Ah! The Lexicon content - yes, thank you for adding that. I've not read it extensively, nor much about it. But it did seem to me that as a sort of fan compilation - even if SVA began it and put in much work making it all pretty - it would have lots of content from people other than SVA.
Which does put him (or RDR, to be precise, as it's their project) in a bind. If the proposed publication uses lots of commentary and definitions and etymologies of spells and such, and cross-references and lists -- compiled by others, then he's using their work without permission.
But if he strips all that out, then it's down to simply being the quotes from HP books that JKR says, and that's not only too close to be fair use (if I read the definitions right), it's definitely not transformative.
Rock and a hard place, yes? (Which is kinda why I surmised he wanted the indemnity clause in his contract - to protect him from other fans as much as JKR!)

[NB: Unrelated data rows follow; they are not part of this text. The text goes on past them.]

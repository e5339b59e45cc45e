//! Outbound response type (spec §6).

use serde::{Deserialize, Serialize};

use crate::types::request::SearchType;

/// A single item in the returned result list.
#[derive(Debug, Clone, Serialize, Deserialize)]
pub struct ResultItem {
    pub external_id: String,
    pub internal_id: i64,
    pub title: String,
    pub description: Option<String>,
    pub price: f64,
    pub image_url: Option<String>,
    pub vendor: Option<String>,
    pub product_type: Option<String>,
    pub tags: Vec<String>,
    pub similarity: f32,
    pub search_type: SearchType,
}

/// Pagination state for a response.
#[derive(Debug, Clone, Copy, Serialize, Deserialize)]
pub struct Pagination {
    pub page: u32,
    pub limit: u32,
    pub total: u64,
    pub pages: u64,
}

impl Pagination {
    #[must_use]
    pub fn new(page: u32, limit: u32, total: u64) -> Self {
        let pages = if limit == 0 {
            0
        } else {
            total.div_ceil(u64::from(limit))
        };
        Self {
            page,
            limit,
            total,
            pages,
        }
    }
}

/// Filters actually applied to the search (echoed back for caller clarity).
#[derive(Debug, Clone, Serialize, Deserialize)]
pub struct AppliedFilters {
    pub min_price: Option<f64>,
    pub max_price: Option<f64>,
    pub store_scope: Option<String>,
    pub similarity_threshold: f32,
}

/// A (value, count) pair for a facet dimension.
#[derive(Debug, Clone, Serialize, Deserialize)]
pub struct FacetValue {
    pub value: String,
    pub count: u64,
}

/// Facet metadata echoed at the end of the facets block.
#[derive(Debug, Clone, Serialize, Deserialize)]
pub struct FacetMetadata {
    pub total_products: u64,
    pub facet_count: usize,
}

/// Faceted counts derived from the final result set (C11).
#[derive(Debug, Clone, Serialize, Deserialize, Default)]
pub struct Facets {
    pub color: Vec<FacetValue>,
    pub material: Vec<FacetValue>,
    pub size: Vec<FacetValue>,
    pub brand: Vec<FacetValue>,
    pub category: Vec<FacetValue>,
    pub season: Vec<FacetValue>,
    pub style: Vec<FacetValue>,
    pub price_range: Vec<FacetValue>,
    pub tag: Vec<FacetValue>,
    pub metadata: Option<FacetMetadata>,
}

/// Response-level metadata describing how the result was produced.
#[derive(Debug, Clone, Serialize, Deserialize)]
pub struct ResponseMetadata {
    pub cache_hit: bool,
    pub fallback_used: bool,
    pub applied_strategies: Vec<String>,
    pub search_type: SearchType,
    pub result_count: usize,
}

/// The full response returned to the caller.
#[derive(Debug, Clone, Serialize, Deserialize)]
pub struct SearchResponse {
    pub results: Vec<ResultItem>,
    pub pagination: Pagination,
    pub filters: AppliedFilters,
    pub facets: Facets,
    pub metadata: ResponseMetadata,
}

#[cfg(test)]
mod tests {
    use super::*;

    #[test]
    fn pagination_computes_page_count() {
        let p = Pagination::new(1, 25, 60);
        assert_eq!(p.pages, 3);
    }

    #[test]
    fn pagination_handles_exact_multiple() {
        let p = Pagination::new(1, 25, 50);
        assert_eq!(p.pages, 2);
    }

    #[test]
    fn pagination_handles_zero_total() {
        let p = Pagination::new(1, 25, 0);
        assert_eq!(p.pages, 0);
    }
}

Still hoping to learn from the case what makes for the big difference between free-online versus published-for-pay. JKR also called this "plagiarism," which is also *not* the definition commonly used, as SVA was hardly claiming to have written HP. Now, all universities so far as I've heard will tell you that whether you pass off someone else's work as your own for a History grade, or sell it to some other student to do so, it's still the same violation. Certainly, I've never heard of plagiarism "not counting" if you didn't get paid. (And even if you didn't get an A.)
But business law (about money) and ethics (about principles) are two totally different things. I mostly only know ethics.

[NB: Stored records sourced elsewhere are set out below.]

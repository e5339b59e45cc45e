//! The search orchestrator (spec C5): the spine of the serving path.
//!
//! `SearchOrchestrator::search` runs the thirteen steps of spec §4.5 in
//! strict order within one request; across requests there is no ordering
//! guarantee (cache and analytics are eventually consistent).

use std::sync::Arc;
use std::time::{Duration, Instant};

use tracing::instrument;
use uuid::Uuid;

use crate::adaptive::AdaptiveEngine;
use crate::analytics::AnalyticsRecorder;
use crate::cache::SingleFlight;
use crate::embedding::{fetch_image_bytes, EmbeddingClient};
use crate::error::{Error, Result};
use crate::facets::build_facets;
use crate::fingerprint::Fingerprint;
use crate::intent::{classify, Classification};
use crate::ratelimit::{SlidingWindowLimiter, TokenBucket};
use crate::store::{ResultCache, ScoredProduct, VectorStore};
use crate::types::analytics::AnalyticsEvent;
use crate::types::config::SearchConfig;
use crate::types::filters::Filters;
use crate::types::request::{NormalizedRequest, SearchRequest, SearchType};
use crate::types::response::{AppliedFilters, Pagination, ResponseMetadata, ResultItem, SearchResponse};

/// The `ResultCache` key namespace for a search type (spec C3: cache
/// invalidation scopes to one search type, never crossing into another's
/// fingerprint space).
fn cache_namespace(search_type: SearchType) -> &'static str {
    match search_type {
        SearchType::Semantic => "semantic_search",
        SearchType::Fuzzy => "fuzzy_search",
        SearchType::Image => "image_search",
    }
}

/// Constructor-injected collaborators the orchestrator depends on (spec §9
/// "explicit interface set... wire dependencies via constructor injection").
pub struct SearchOrchestrator {
    vector_store: Arc<dyn VectorStore>,
    result_cache: Arc<dyn ResultCache>,
    embedding_client: Arc<EmbeddingClient>,
    outbound_limiter: Arc<TokenBucket>,
    inbound_limiter: Arc<SlidingWindowLimiter>,
    single_flight: Arc<SingleFlight>,
    adaptive_engine: Arc<AdaptiveEngine>,
    analytics: AnalyticsRecorder,
    config: SearchConfig,
}

/// Builder for [`SearchOrchestrator`], mirroring the teacher's preference
/// for explicit construction over a god-object `new(..10 args..)`.
#[derive(Default)]
pub struct SearchOrchestratorBuilder {
    vector_store: Option<Arc<dyn VectorStore>>,
    result_cache: Option<Arc<dyn ResultCache>>,
    embedding_client: Option<Arc<EmbeddingClient>>,
    outbound_limiter: Option<Arc<TokenBucket>>,
    inbound_limiter: Option<Arc<SlidingWindowLimiter>>,
    adaptive_engine: Option<Arc<AdaptiveEngine>>,
    analytics: Option<AnalyticsRecorder>,
    config: Option<SearchConfig>,
}

impl SearchOrchestratorBuilder {
    #[must_use]
    pub fn new() -> Self {
        Self::default()
    }

    #[must_use]
    pub fn vector_store(mut self, v: Arc<dyn VectorStore>) -> Self {
        self.vector_store = Some(v);
        self
    }

    #[must_use]
    pub fn result_cache(mut self, v: Arc<dyn ResultCache>) -> Self {
        self.result_cache = Some(v);
        self
    }

    #[must_use]
    pub fn embedding_client(mut self, v: Arc<EmbeddingClient>) -> Self {
        self.embedding_client = Some(v);
        self
    }

    #[must_use]
    pub fn outbound_limiter(mut self, v: Arc<TokenBucket>) -> Self {
        self.outbound_limiter = Some(v);
        self
    }

    #[must_use]
    pub fn inbound_limiter(mut self, v: Arc<SlidingWindowLimiter>) -> Self {
        self.inbound_limiter = Some(v);
        self
    }

    #[must_use]
    pub fn adaptive_engine(mut self, v: Arc<AdaptiveEngine>) -> Self {
        self.adaptive_engine = Some(v);
        self
    }

    #[must_use]
    pub fn analytics(mut self, v: AnalyticsRecorder) -> Self {
        self.analytics = Some(v);
        self
    }

    #[must_use]
    pub fn config(mut self, v: SearchConfig) -> Self {
        self.config = Some(v);
        self
    }

    /// # Errors
    /// Returns `InvalidInput` if a required collaborator was never set.
    pub fn build(self) -> Result<SearchOrchestrator> {
        Ok(SearchOrchestrator {
            vector_store: self
                .vector_store
                .ok_or_else(|| Error::InvalidInput("vector_store is required".into()))?,
            result_cache: self
                .result_cache
                .ok_or_else(|| Error::InvalidInput("result_cache is required".into()))?,
            embedding_client: self
                .embedding_client
                .ok_or_else(|| Error::InvalidInput("embedding_client is required".into()))?,
            outbound_limiter: self
                .outbound_limiter
                .ok_or_else(|| Error::InvalidInput("outbound_limiter is required".into()))?,
            inbound_limiter: self
                .inbound_limiter
                .ok_or_else(|| Error::InvalidInput("inbound_limiter is required".into()))?,
            single_flight: Arc::new(SingleFlight::new()),
            adaptive_engine: self
                .adaptive_engine
                .ok_or_else(|| Error::InvalidInput("adaptive_engine is required".into()))?,
            analytics: self
                .analytics
                .ok_or_else(|| Error::InvalidInput("analytics is required".into()))?,
            config: self.config.unwrap_or_default(),
        })
    }
}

I've always found it weird that a lot of fans believe that if you write for "love" it's better or more pure somehow than wanting to be paid. (Unless you get, like, billions! Which is pretty amazing, so then you're better than pure, like getting your virginity back or something.) But -- ongoing issue, I know.
I would definitely be ticked if I contributed to a fandom site and some other fan suddenly was selling a book with my work in it!
I'm trying to keep that issue -- does SVA "own" Lexicon? -- separate from the courtroom issue -- does JKR "own" all commentary on HP, and if so, how much of it, and in what forms?
Come to think of it, though, it's "ownership" coming and going, isn't it? Freakin' capitalism, guh. Seriously harshes the fandom lurve!